El director de Semana lanza otro embuchado: dice que Iván Cepeda lo que hizo fue “expresarse libremente en el Capitolio”, y que montar debates para ajustar cuentas personales con otro senador “es un derecho de todo senador”. Falso. Lo que hizo Iván Cepeda fue, por el contrario, ir a mentir ante el Congreso. Fue a mentir y a calumniar. Su actitud no fue leal ni honrada. Fue al Capitolio a cometer un atraco moral, a burlarse de la dignidad de cada legislador y de cada víctima de sus miserables invenciones. Fue “a dar sus opiniones”, insiste la revista Semana, transformada en virulento abogado del controvertido parlamentario. Mentira. Una fabricación mentirosa jamás es una “opinión”.

 

Semana pretende justificar la conducta del senador cuestionado invocando una “sentencia de Carlos Gaviria” que hablaría de la “irresponsabilidad” de los congresistas.
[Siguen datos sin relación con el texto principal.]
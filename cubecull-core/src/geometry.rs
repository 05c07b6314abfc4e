/// Geometry primitives: vertices, quad faces, and the cube mesh
use nalgebra::Point3;

use crate::error::{CubeCullError, CubeCullResult};
use crate::params::DEFAULT_HALF_EXTENT;

/// A vertex is a bare position. Transformed copies are produced per frame.
pub type Vertex = Point3<f32>;

/// A planar quad given as four indices into the mesh's vertex list.
///
/// Winding is fixed at authoring time so that `(v1 - v0) x (v2 - v0)`
/// points along the outward normal.
#[derive(Debug, Clone, Copy, PartialEq, Eq)]
pub struct Face {
    pub indices: [usize; 4],
}

impl Face {
    pub const fn new(a: usize, b: usize, c: usize, d: usize) -> Self {
        Self {
            indices: [a, b, c, d],
        }
    }

    /// Gather this face's corners out of a (transformed) vertex buffer.
    ///
    /// # Panics
    ///
    /// Panics if an index is outside `vertices`; meshes built through
    /// [`Mesh::try_new`] or [`Mesh::cube`] never trigger this.
    pub fn corners(&self, vertices: &[Vertex]) -> [Vertex; 4] {
        self.indices.map(|index| {
            assert!(
                index < vertices.len(),
                "face index {index} out of range for {} vertices",
                vertices.len()
            );
            vertices[index]
        })
    }
}

/// A fixed polyhedral solid. Immutable once built.
#[derive(Debug, Clone, PartialEq)]
pub struct Mesh {
    vertices: Vec<Vertex>,
    faces: Vec<Face>,
}

impl Mesh {
    /// Build a mesh, checking every face index against the vertex list.
    pub fn try_new(vertices: Vec<Vertex>, faces: Vec<Face>) -> CubeCullResult<Self> {
        if vertices.is_empty() {
            return Err(CubeCullError::EmptyMesh);
        }
        let vertex_count = vertices.len();
        for (face, quad) in faces.iter().enumerate() {
            if let Some(&index) = quad.indices.iter().find(|&&i| i >= vertex_count) {
                return Err(CubeCullError::FaceIndexOutOfRange {
                    face,
                    index,
                    vertex_count,
                });
            }
        }
        Ok(Self { vertices, faces })
    }

    /// Create a cube centred on the origin with corners at `(±s, ±s, ±s)`.
    ///
    /// Face order: back (-z), front (+z), left (-x), right (+x),
    /// bottom (-y), top (+y). The compositor keys colours off this order.
    pub fn cube(half_extent: f32) -> Self {
        let s = half_extent;
        let vertices = vec![
            Point3::new(-s, -s, -s), // 0: left  bottom back
            Point3::new(s, -s, -s),  // 1: right bottom back
            Point3::new(s, s, -s),   // 2: right top    back
            Point3::new(-s, s, -s),  // 3: left  top    back
            Point3::new(-s, -s, s),  // 4: left  bottom front
            Point3::new(s, -s, s),   // 5: right bottom front
            Point3::new(s, s, s),    // 6: right top    front
            Point3::new(-s, s, s),   // 7: left  top    front
        ];

        let faces = vec![
            Face::new(0, 3, 2, 1), // back   (-z)
            Face::new(4, 5, 6, 7), // front  (+z)
            Face::new(0, 4, 7, 3), // left   (-x)
            Face::new(1, 2, 6, 5), // right  (+x)
            Face::new(0, 1, 5, 4), // bottom (-y)
            Face::new(3, 7, 6, 2), // top    (+y)
        ];

        Self { vertices, faces }
    }

    pub fn vertices(&self) -> &[Vertex] {
        &self.vertices
    }

    pub fn faces(&self) -> &[Face] {
        &self.faces
    }
}

impl Default for Mesh {
    fn default() -> Self {
        initialize()
    }
}

/// Build the solid the renderer starts with: the default-size cube.
pub fn initialize() -> Mesh {
    Mesh::cube(DEFAULT_HALF_EXTENT)
}

#[cfg(test)]
mod tests {
    use super::*;
    use approx::assert_relative_eq;

    #[test]
    fn test_cube_shape() {
        let cube = Mesh::cube(100.0);
        assert_eq!(cube.vertices().len(), 8);
        assert_eq!(cube.faces().len(), 6);
        for v in cube.vertices() {
            assert_relative_eq!(v.x.abs(), 100.0);
            assert_relative_eq!(v.y.abs(), 100.0);
            assert_relative_eq!(v.z.abs(), 100.0);
        }
    }

    #[test]
    fn test_cube_is_centred() {
        let cube = initialize();
        let sum = cube
            .vertices()
            .iter()
            .fold(nalgebra::Vector3::zeros(), |acc, v| acc + v.coords);
        assert_relative_eq!(sum.norm(), 0.0);
    }

    #[test]
    fn test_cube_winding_points_outward() {
        let cube = Mesh::cube(1.0);
        for face in cube.faces() {
            let [v0, v1, v2, v3] = face.corners(cube.vertices());
            let normal = (v1 - v0).cross(&(v2 - v0));
            let centre = (v0.coords + v1.coords + v2.coords + v3.coords) / 4.0;
            assert!(normal.dot(&centre) > 0.0, "face {face:?} winds inward");
        }
    }

    #[test]
    fn test_try_new_rejects_bad_index() {
        let vertices = vec![Point3::origin(); 3];
        let result = Mesh::try_new(vertices, vec![Face::new(0, 1, 2, 3)]);
        assert_eq!(
            result,
            Err(CubeCullError::FaceIndexOutOfRange {
                face: 0,
                index: 3,
                vertex_count: 3,
            })
        );
    }

    #[test]
    fn test_try_new_rejects_empty() {
        assert_eq!(
            Mesh::try_new(Vec::new(), Vec::new()),
            Err(CubeCullError::EmptyMesh)
        );
    }

    #[test]
    fn test_try_new_allows_faceless_mesh() {
        let mesh = Mesh::try_new(vec![Point3::origin()], Vec::new()).unwrap();
        assert!(mesh.faces().is_empty());
    }

    #[test]
    #[should_panic(expected = "out of range")]
    fn test_corners_fail_fast() {
        let face = Face::new(0, 1, 2, 7);
        face.corners(&[Point3::origin(); 4]);
    }
}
Según Semana ese texto dice esto: “El fin de la irresponsabilidad de los congresistas es que los representantes del pueblo puedan emitir de la manera más libre sus votos y opiniones, sin temor a que estos puedan ocasionar persecuciones judiciales”. Se ve que Semana le da a ese texto un alcance que no tiene. Este habla de votos y opiniones, no dice que los congresistas pueden utilizar en sus debates documentos falsos para respaldar sus argumentos. Ni en Colombia ni en ninguna otra democracia tal uso de documentos falsos es admisible.

 

Iván Cepeda no controvierte la acusación en sí, anunciada por la Procuraduría el pasado 20 de octubre. Sabe que de hacerlo le irá peor. Los testimonios de los paramilitares presionados por él en la cárcel de Itagüí son sólidos. Cepeda trata de impugnar al Procurador Alejandro Ordóñez por ser un alto funcionario de gran rectitud. Intenta a su vez venderles a sus amigos la idea de que lo que él, Iván Cepeda, hizo es justificable. Lo será para él y quizás para ellos, los amigos del senador felón, que traicionan las atribuciones del Congreso, pero no para los ciudadanos que respetan el derecho y que exigen que los debates parlamentarios, sobre todo los de “control político” tengan una base legítima y no viles imposturas, y que la prensa tenga enseguida la precaución de investigar lo que los avivatos  presentan como algo cierto, sin serlo.

 

Finalmente, Semana utiliza la técnica de la inversión cuando dice que “actuaciones como la de Ordóñez contra Cepeda dejan un mal sabor”. ¿Y qué sabor deja en el exquisito paladar del director de Semana las trampas abyectas del senador Cepeda? ¿Un sabor agradable?  Definitivamente la revista Semana vive moral y psicológicamente en un país que no es el nuestro, en un país otro donde el delito es premiado y el delincuente es protegido.